Aiart

Satellite e cultura digitale secondo l’Aiart

C’è il satellite all’origine della rivoluzione digitale contemporanea. La prima mondovisione live della storia avvenne il 25 giugno 1967 su iniziativa della BBC e in collaborazione con l’European Broadcasting Union (EBU). L’esperimento, intitolato Our World, ha scardinato i paradigmi dell’epoca gettando le basi dell’attuale cultura digitale. A distanza di 50 anni i vertici dell’Aiart, l’associazione dei telespettatori e dei cittadini mediali, propongono una riflessione sull’avvenimento attraverso il volume ‘Dalla mondovisione all’endovisione. Pratiche e formati dello spazio televisivo’.

 

Una diretta televisiva a reti unificate trasmessa via satellite in una ventina di paesi sparsi nei 5 continenti. Oggi è una pratica abituale, ma non era affatto così nel 1967 quando per la prima volta nella storia lo stesso programma raggiunse in contemporanea le abitazioni di circa 700 milioni di persone.

Una trasmissione di quasi due ore e mezza, alla presenza dei Beatles, Maria Callas, Pablo Picasso, realizzata grazia ad un team di lavoro di circa 10 mila persone tra tecnici, produttori e interpreti. I titoli di testa furono accompagnati dal tema Our World cantato in 22 lingue diverse dai Piccoli Cantori di Vienna, mentre la CBC Television Canada intervistò il guru dei media studies Marshall McLuhan in una sala controllo di Toronto.

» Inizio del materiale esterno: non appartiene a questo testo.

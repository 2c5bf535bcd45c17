//! HTTP clients for the job and catalog services
//!
//! Endpoints, relative to the configured base URL:
//! - `POST /jobs/{job}/runs` - start a run
//! - `GET /jobs/{job}/runs/{run_id}` - run status
//! - `POST /crawlers/{crawler}/start` - start a crawler

use super::types::{CatalogRefresher, JobRunState, JobRunner};
use crate::config::ServiceConfig;
use crate::error::{Error, Result};
use async_trait::async_trait;
use reqwest::{Client, Response};
use serde_json::{json, Value};
use tracing::debug;
use url::Url;

/// Shared HTTP plumbing for both services
#[derive(Debug, Clone)]
struct ServiceClient {
    client: Client,
    base_url: Url,
}

impl ServiceClient {
    fn new(config: &ServiceConfig) -> Result<Self> {
        let base_url = Url::parse(&config.base_url)?;
        if base_url.cannot_be_a_base() {
            return Err(Error::invalid_value(
                "service.base_url",
                format!("{base_url} cannot be a base URL"),
            ));
        }

        let client = Client::builder()
            .timeout(config.timeout())
            .user_agent(format!("curate-pipeline/{}", env!("CARGO_PKG_VERSION")))
            .build()?;

        Ok(Self { client, base_url })
    }

    /// Build an endpoint URL from path segments (each segment is escaped)
    fn endpoint(&self, segments: &[&str]) -> Url {
        let mut url = self.base_url.clone();
        if let Ok(mut path) = url.path_segments_mut() {
            path.pop_if_empty().extend(segments);
        }
        url
    }

    async fn post(&self, url: Url) -> Result<Response> {
        debug!(url = %url, "POST");
        Ok(self.client.post(url).json(&json!({})).send().await?)
    }

    async fn get(&self, url: Url) -> Result<Response> {
        debug!(url = %url, "GET");
        Ok(self.client.get(url).send().await?)
    }
}

/// Read a JSON body, turning non-2xx responses into errors
///
/// `service_error` builds the error from the service's message.
async fn read_json(response: Response, service_error: fn(String) -> Error) -> Result<Value> {
    let status = response.status();
    let body = response.text().await?;

    if !status.is_success() {
        return Err(match service_message(&body) {
            Some(message) => service_error(message),
            None => Error::http_status(status.as_u16(), body),
        });
    }

    if body.trim().is_empty() {
        return Ok(Value::Null);
    }
    Ok(serde_json::from_str(&body)?)
}

/// Extract a human-readable message from an error body
fn service_message(body: &str) -> Option<String> {
    let value: Value = serde_json::from_str(body).ok()?;
    ["message", "Message", "error"]
        .iter()
        .find_map(|key| value.get(*key).and_then(Value::as_str))
        .map(String::from)
}

/// Extract a value from JSON using a simple dotted path (e.g., "JobRun.JobRunState")
pub fn value_at_path<'a>(value: &'a Value, path: &str) -> Option<&'a Value> {
    let path = path.strip_prefix("$.").unwrap_or(path);
    path.split('.')
        .filter(|part| !part.is_empty())
        .try_fold(value, |current, part| current.get(part))
}

fn job_service_error(message: String) -> Error {
    Error::job_service(message)
}

fn catalog_error(message: String) -> Error {
    Error::catalog(message)
}

// ============================================================================
// Job Runner
// ============================================================================

/// Job service client
#[derive(Debug, Clone)]
pub struct HttpJobRunner {
    service: ServiceClient,
    run_id_path: String,
    state_path: String,
}

impl HttpJobRunner {
    /// Create a client from service configuration
    pub fn new(config: &ServiceConfig) -> Result<Self> {
        Ok(Self {
            service: ServiceClient::new(config)?,
            run_id_path: config.run_id_path.clone(),
            state_path: config.state_path.clone(),
        })
    }
}

#[async_trait]
impl JobRunner for HttpJobRunner {
    async fn submit(&self, job_name: &str) -> Result<String> {
        let url = self.service.endpoint(&["jobs", job_name, "runs"]);
        let body = read_json(self.service.post(url).await?, job_service_error).await?;

        value_at_path(&body, &self.run_id_path)
            .and_then(Value::as_str)
            .map(String::from)
            .ok_or_else(|| {
                Error::job_service(format!(
                    "Job service response has no run id at '{}'",
                    self.run_id_path
                ))
            })
    }

    async fn get_state(&self, job_name: &str, run_id: &str) -> Result<JobRunState> {
        let url = self.service.endpoint(&["jobs", job_name, "runs", run_id]);
        let body = read_json(self.service.get(url).await?, job_service_error).await?;

        value_at_path(&body, &self.state_path)
            .and_then(Value::as_str)
            .map(JobRunState::parse)
            .ok_or_else(|| {
                Error::job_service(format!(
                    "Job service response has no run state at '{}'",
                    self.state_path
                ))
            })
    }
}

// ============================================================================
// Catalog Refresher
// ============================================================================

/// Catalog service client
#[derive(Debug, Clone)]
pub struct HttpCatalogRefresher {
    service: ServiceClient,
}

impl HttpCatalogRefresher {
    /// Create a client from service configuration
    pub fn new(config: &ServiceConfig) -> Result<Self> {
        Ok(Self {
            service: ServiceClient::new(config)?,
        })
    }
}

#[async_trait]
impl CatalogRefresher for HttpCatalogRefresher {
    async fn start(&self, crawler_name: &str) -> Result<()> {
        let url = self.service.endpoint(&["crawlers", crawler_name, "start"]);
        read_json(self.service.post(url).await?, catalog_error).await?;
        Ok(())
    }
}

#[cfg(test)]
mod tests {
    use super::*;

    #[test]
    fn test_value_at_path() {
        let value = json!({"JobRun": {"JobRunState": "RUNNING"}, "JobRunId": "jr_1"});
        assert_eq!(
            value_at_path(&value, "JobRun.JobRunState"),
            Some(&json!("RUNNING"))
        );
        assert_eq!(value_at_path(&value, "$.JobRunId"), Some(&json!("jr_1")));
        assert_eq!(value_at_path(&value, "JobRun.Missing"), None);
    }

    #[test]
    fn test_service_message() {
        assert_eq!(
            service_message(r#"{"message": "Job not found"}"#),
            Some("Job not found".to_string())
        );
        assert_eq!(
            service_message(r#"{"Message": "Throttled"}"#),
            Some("Throttled".to_string())
        );
        assert_eq!(service_message("<html>oops</html>"), None);
    }

    #[test]
    fn test_endpoint_escapes_segments() {
        let config = ServiceConfig {
            base_url: "http://localhost:9000/api/".to_string(),
            ..ServiceConfig::default()
        };
        let client = ServiceClient::new(&config).unwrap();
        let url = client.endpoint(&["jobs", "nightly etl", "runs"]);
        assert_eq!(url.as_str(), "http://localhost:9000/api/jobs/nightly%20etl/runs");
    }

    #[test]
    fn test_rejects_non_base_url() {
        let config = ServiceConfig {
            base_url: "mailto:ops@example.com".to_string(),
            ..ServiceConfig::default()
        };
        assert!(HttpJobRunner::new(&config).is_err());
    }
}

Ma in che modo quell’esperimento ha cambiato il modo di fare televisione? E da allora come sono mutate le abitudini di fruizione? È su questi temi che riflette ‘Dalla mondovisione all’endovisione. Pratiche e formati dello spazio televisivo’, volume edito da Ets e curato da Massimiliano Padula e Giovanni Baggio rispettivamente presidente e vicepresidente nazionale dell’Aiart.

Aiart Libro

Il libro offre un inquadramento teorico sull’evento mondovisione che, attraversando la ‘televisione degli inizi, ripercorre i cambiamenti prodotti non solo in ordine al modo di ‘fare’ e ‘vedere’ la Tv, ma più in generale al rapporto mondovisione-globalizzazione.

“Si pensi al giornalismo che – afferma Padula – esce fuori dalle redazioni e consente all’utente di partecipare ‘in diretta’ alla notizia nel dispiegarsi del suo accadimento; o ancora allo sdoppiamento della sfera pubblica che – come spiega il massmediologo Enrico Menduni nel primo contributo del volume – diventa al contempo mediale e social e in cui ciascuno può farsi media”.

Inoltre, il volume si concentra anche sulla contemporaneità digitale e sulla centralità che in questo scenario mantiene la visione. “Nel suo saggio – aggiunge Padula – Filippo Ceretti introduce il neologismo ‘endovisione’, cioè la la visione interiore e personalizzata dei contenuti prodotti dai media e veicolati dai dispositivi digitali, delineando un quadro possibile delle modalità di visione nell’epoca dei media digitali”.

Aiart

 

Nata nel 1954, l’Aiart ha recentemente aggiunto la denominazione ‘cittadini mediali’ al suo tradizionale acronimo e con questo studio inaugura la nuova de ‘La Parabola’, collana dedicata proprio a una serie di contributi sul legame tra visione e ambiti dell’esistenza con attenzione specifica ai nuovi paradigmi di visione rimodulati dalla cultura digitale.  Insomma, uno strumento editoriale che vuole contribuire a formare una cittadinanza mediale cosciente e responsabile. Obiettivo affidato anche al ‘Telespettatore’, la rivista bimestrale dell’associazione che negli ultimi tempi ha rinnovato anche il proprio logo e il proprio sito internet.